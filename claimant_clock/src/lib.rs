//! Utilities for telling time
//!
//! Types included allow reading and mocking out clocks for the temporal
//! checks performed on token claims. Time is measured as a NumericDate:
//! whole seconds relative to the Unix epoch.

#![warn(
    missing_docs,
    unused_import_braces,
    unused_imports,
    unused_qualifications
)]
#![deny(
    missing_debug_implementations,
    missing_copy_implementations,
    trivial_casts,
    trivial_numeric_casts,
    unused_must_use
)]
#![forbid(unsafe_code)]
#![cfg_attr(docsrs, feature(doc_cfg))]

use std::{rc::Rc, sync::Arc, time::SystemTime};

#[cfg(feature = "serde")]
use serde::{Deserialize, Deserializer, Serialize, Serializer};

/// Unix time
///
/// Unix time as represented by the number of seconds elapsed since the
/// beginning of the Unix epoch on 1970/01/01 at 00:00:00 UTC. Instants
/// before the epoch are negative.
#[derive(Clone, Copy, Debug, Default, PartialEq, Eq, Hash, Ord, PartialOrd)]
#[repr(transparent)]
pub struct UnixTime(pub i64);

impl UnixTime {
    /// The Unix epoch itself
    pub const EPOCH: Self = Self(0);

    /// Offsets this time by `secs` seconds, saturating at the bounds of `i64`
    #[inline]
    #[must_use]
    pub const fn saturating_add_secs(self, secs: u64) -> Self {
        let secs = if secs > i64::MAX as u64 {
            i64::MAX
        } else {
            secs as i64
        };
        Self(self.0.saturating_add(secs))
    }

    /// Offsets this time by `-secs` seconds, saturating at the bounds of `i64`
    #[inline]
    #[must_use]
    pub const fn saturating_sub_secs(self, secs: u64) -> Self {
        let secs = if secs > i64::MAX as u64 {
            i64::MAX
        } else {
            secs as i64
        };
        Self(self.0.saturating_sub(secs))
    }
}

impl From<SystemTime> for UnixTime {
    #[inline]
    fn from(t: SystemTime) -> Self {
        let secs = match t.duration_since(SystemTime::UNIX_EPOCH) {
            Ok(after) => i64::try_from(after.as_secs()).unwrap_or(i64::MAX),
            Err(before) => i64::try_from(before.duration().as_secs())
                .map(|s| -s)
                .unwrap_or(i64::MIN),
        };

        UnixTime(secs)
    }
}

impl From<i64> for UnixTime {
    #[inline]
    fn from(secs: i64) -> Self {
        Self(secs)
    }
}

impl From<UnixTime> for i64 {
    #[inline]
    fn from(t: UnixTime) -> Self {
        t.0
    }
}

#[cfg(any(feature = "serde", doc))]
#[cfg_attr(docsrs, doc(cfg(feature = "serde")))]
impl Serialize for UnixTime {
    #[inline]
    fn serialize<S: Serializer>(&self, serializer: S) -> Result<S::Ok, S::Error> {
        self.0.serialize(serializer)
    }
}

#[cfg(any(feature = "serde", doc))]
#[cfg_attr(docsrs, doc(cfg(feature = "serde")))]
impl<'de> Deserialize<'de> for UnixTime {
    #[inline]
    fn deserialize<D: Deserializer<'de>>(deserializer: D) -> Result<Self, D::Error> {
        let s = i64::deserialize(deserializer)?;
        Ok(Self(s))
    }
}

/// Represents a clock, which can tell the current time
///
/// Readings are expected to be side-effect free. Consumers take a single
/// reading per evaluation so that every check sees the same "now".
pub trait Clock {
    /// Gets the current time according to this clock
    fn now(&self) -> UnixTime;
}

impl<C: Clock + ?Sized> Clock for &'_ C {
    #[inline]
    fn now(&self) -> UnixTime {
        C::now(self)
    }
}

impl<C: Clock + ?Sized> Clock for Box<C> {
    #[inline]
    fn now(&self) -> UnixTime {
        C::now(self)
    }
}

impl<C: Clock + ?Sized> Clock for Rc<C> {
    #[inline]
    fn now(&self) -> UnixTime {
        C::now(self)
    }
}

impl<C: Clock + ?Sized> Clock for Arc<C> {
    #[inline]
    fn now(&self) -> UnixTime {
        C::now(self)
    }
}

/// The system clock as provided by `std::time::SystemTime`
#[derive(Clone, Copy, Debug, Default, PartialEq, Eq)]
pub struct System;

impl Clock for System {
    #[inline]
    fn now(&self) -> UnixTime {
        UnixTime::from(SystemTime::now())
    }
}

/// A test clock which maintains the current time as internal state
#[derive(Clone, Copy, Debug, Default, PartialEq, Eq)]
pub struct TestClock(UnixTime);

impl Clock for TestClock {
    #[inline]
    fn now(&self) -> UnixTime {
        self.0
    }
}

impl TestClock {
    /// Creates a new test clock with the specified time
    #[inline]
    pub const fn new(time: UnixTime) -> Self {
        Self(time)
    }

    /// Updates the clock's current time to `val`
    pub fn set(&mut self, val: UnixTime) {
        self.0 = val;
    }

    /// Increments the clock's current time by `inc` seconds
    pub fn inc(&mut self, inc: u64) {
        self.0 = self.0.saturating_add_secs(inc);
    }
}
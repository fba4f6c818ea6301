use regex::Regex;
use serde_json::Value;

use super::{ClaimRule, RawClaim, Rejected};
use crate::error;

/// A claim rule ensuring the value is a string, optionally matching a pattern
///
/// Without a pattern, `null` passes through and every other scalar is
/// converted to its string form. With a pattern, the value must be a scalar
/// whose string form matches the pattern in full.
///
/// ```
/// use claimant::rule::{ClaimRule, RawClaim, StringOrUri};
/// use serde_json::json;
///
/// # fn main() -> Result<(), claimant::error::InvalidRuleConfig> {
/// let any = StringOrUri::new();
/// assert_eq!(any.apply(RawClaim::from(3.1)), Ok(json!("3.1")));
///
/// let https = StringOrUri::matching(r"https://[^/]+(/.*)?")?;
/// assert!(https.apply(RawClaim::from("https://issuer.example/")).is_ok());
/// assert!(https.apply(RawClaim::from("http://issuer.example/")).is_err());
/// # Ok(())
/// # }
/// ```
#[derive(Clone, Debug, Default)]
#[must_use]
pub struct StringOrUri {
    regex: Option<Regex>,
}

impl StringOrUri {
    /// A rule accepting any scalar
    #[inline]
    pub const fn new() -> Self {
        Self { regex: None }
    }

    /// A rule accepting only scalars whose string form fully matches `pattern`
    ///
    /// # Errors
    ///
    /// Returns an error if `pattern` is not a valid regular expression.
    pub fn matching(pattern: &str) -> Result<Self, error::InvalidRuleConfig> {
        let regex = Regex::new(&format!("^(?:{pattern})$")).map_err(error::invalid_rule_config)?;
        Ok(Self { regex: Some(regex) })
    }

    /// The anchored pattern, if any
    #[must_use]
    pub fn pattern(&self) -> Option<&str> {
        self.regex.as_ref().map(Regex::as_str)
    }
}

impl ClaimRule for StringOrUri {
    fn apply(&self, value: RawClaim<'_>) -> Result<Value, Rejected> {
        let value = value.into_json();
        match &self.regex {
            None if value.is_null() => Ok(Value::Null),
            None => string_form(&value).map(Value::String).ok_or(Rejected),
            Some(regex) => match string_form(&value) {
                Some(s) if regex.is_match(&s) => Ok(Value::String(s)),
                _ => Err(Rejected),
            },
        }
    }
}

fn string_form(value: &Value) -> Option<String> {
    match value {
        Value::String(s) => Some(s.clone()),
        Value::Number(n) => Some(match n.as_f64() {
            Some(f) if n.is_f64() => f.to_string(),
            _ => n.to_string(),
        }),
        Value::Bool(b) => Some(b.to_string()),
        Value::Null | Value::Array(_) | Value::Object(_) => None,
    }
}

# # # #

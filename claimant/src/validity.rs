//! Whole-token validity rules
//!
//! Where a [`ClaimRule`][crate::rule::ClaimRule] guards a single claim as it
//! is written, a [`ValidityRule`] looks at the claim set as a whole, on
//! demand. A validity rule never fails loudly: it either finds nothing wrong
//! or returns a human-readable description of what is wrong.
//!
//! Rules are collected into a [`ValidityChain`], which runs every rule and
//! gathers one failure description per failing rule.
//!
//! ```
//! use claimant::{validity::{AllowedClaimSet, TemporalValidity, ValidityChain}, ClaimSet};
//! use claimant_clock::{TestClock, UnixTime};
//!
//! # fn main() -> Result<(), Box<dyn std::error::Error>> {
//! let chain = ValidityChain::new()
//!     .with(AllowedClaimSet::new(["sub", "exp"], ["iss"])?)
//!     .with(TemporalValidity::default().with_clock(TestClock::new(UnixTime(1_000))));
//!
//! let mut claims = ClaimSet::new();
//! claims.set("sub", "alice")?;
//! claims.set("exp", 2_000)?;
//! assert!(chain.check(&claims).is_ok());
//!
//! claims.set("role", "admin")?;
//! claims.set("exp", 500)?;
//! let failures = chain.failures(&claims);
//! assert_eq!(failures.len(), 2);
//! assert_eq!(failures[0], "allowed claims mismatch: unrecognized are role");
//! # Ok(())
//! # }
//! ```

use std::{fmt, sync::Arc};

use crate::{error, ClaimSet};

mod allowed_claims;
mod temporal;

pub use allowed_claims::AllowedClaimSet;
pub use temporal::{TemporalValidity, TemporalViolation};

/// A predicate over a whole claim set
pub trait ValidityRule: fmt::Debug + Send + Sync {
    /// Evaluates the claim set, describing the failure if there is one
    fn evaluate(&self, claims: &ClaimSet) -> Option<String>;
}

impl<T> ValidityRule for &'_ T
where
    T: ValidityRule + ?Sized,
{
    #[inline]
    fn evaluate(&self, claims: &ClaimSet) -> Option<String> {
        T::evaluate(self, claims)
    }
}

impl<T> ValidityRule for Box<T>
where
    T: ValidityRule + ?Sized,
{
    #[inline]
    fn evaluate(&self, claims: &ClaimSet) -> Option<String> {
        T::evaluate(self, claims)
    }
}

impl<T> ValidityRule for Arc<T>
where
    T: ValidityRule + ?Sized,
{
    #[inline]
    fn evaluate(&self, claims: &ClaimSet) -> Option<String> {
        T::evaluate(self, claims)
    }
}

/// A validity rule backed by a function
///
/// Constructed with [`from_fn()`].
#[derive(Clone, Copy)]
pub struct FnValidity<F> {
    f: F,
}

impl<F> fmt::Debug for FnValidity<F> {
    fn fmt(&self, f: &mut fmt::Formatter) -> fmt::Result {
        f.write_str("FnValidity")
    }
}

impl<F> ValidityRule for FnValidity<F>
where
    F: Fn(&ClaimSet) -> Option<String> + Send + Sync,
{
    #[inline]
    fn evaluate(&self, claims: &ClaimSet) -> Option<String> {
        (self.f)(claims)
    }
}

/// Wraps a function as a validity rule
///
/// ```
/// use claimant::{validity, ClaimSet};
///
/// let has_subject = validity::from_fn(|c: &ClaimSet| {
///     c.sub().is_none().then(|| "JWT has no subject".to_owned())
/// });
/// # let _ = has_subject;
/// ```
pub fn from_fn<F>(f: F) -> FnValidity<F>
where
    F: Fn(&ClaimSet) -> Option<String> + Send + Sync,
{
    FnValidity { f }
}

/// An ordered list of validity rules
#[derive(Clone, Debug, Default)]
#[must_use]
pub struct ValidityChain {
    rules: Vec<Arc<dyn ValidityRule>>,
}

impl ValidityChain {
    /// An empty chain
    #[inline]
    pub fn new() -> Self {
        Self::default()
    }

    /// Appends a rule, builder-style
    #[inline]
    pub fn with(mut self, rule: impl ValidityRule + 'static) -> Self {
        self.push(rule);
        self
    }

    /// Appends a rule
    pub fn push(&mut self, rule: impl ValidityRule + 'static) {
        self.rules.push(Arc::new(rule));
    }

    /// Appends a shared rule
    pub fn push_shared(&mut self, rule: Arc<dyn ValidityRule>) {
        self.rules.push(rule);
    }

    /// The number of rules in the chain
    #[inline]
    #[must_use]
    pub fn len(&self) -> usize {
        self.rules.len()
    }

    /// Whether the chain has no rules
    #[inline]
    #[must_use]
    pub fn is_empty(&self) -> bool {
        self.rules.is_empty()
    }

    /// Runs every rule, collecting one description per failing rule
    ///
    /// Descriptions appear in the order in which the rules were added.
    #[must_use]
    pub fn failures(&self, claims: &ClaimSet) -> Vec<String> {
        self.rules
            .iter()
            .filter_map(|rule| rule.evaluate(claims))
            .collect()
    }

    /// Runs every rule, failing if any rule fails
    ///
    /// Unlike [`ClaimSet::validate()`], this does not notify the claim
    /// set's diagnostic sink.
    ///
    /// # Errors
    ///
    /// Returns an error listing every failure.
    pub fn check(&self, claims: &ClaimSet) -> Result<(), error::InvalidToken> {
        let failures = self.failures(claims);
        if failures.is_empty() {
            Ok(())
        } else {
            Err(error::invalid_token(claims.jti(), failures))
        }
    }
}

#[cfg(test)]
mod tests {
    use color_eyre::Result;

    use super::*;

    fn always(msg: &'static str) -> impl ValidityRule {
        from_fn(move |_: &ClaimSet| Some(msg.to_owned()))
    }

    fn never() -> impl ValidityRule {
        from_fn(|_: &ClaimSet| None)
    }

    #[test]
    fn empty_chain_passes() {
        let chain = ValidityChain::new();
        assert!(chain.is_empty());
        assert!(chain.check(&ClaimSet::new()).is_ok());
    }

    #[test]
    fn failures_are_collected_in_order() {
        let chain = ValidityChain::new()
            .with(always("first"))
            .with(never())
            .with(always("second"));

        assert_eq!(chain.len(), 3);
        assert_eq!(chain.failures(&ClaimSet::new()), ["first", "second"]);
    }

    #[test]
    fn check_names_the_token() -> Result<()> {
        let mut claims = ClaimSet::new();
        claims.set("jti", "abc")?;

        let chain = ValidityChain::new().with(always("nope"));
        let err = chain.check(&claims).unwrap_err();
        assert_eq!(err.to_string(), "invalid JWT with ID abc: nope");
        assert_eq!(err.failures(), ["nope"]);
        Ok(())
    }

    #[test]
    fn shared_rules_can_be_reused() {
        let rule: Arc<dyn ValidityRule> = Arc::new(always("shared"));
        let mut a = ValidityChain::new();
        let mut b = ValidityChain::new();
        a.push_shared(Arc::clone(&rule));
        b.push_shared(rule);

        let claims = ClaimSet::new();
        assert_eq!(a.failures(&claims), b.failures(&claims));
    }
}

# # # #

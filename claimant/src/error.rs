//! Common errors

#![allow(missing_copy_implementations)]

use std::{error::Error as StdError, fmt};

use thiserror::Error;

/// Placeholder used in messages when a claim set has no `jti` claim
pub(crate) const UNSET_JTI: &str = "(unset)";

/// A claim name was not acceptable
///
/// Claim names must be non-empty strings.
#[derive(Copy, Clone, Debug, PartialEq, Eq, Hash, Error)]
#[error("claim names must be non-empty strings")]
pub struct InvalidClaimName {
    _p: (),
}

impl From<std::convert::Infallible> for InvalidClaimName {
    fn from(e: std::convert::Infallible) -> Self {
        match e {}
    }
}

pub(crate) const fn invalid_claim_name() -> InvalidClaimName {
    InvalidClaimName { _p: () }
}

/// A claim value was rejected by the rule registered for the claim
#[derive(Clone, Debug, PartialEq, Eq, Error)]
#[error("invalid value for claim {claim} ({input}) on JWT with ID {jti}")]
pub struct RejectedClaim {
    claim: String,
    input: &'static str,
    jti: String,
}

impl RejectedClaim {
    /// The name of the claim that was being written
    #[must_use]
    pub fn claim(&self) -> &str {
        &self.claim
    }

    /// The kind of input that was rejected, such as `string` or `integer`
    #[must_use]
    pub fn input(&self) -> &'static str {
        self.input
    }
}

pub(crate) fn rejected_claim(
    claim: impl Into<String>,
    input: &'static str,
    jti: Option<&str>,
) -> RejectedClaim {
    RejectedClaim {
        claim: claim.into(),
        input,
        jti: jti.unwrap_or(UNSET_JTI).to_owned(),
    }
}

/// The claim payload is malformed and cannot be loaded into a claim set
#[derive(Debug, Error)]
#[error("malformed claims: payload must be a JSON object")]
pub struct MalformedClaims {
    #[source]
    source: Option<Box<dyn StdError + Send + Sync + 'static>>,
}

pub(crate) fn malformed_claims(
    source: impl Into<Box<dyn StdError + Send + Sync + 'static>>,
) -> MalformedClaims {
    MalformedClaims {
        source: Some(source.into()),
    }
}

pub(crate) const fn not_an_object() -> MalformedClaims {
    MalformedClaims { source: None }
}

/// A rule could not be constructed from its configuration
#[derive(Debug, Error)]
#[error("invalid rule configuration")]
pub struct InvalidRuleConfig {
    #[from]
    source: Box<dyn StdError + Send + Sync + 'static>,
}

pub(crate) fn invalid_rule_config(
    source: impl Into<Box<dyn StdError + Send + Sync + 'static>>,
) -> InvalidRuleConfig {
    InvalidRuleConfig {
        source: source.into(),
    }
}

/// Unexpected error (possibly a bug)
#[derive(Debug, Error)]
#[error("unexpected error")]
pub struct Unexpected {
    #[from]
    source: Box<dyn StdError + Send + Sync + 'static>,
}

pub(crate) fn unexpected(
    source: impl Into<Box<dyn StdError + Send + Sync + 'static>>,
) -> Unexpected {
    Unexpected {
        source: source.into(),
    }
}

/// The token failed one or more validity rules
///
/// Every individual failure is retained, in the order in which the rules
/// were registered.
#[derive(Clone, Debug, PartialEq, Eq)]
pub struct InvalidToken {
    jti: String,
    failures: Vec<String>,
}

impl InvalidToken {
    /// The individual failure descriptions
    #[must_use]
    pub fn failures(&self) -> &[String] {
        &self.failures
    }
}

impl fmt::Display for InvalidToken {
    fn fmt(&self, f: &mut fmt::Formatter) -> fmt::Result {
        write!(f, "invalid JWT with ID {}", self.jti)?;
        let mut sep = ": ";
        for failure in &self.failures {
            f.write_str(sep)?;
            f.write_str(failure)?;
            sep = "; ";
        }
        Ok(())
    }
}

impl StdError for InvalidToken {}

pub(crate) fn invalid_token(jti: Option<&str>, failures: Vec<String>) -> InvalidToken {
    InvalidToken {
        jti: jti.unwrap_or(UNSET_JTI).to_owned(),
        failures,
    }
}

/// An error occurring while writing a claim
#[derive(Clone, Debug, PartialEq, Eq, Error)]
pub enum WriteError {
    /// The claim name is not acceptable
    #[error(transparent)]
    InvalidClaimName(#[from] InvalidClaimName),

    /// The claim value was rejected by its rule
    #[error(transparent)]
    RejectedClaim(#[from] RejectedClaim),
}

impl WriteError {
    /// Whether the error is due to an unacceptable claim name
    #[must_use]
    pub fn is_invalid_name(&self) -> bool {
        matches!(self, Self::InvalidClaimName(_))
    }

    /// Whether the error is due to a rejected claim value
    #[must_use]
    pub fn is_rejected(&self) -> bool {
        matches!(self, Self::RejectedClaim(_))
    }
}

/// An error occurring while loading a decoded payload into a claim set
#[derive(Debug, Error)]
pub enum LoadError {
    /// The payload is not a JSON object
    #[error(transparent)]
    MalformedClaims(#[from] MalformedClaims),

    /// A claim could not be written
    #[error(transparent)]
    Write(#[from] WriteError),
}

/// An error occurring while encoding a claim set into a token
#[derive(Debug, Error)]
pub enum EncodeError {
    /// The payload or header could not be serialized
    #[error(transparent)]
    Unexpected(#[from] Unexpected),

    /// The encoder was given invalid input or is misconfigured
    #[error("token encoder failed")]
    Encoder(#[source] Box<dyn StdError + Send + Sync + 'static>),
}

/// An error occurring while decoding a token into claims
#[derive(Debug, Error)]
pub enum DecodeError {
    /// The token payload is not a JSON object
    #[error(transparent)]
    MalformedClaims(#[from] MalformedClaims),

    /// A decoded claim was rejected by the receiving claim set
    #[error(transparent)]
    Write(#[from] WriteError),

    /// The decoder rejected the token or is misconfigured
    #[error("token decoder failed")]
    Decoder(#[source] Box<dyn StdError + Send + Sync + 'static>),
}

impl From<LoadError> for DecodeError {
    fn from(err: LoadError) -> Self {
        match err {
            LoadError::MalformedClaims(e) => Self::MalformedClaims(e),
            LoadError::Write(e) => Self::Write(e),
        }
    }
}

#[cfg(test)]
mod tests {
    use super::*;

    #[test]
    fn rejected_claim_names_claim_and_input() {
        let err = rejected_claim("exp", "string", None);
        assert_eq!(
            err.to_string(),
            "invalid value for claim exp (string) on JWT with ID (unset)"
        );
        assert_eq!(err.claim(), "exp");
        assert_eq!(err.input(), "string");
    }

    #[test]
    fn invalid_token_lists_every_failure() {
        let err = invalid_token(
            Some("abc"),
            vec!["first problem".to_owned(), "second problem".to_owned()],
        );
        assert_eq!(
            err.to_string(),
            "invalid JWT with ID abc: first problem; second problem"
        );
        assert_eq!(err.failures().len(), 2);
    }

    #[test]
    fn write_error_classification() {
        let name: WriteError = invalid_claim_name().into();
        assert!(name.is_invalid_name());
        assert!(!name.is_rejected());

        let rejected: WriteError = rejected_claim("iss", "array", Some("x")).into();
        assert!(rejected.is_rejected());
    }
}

# # # #

Problem description –
Give the number of lines in the records above that contain "Sized", with no other words.

Exercise solution –
7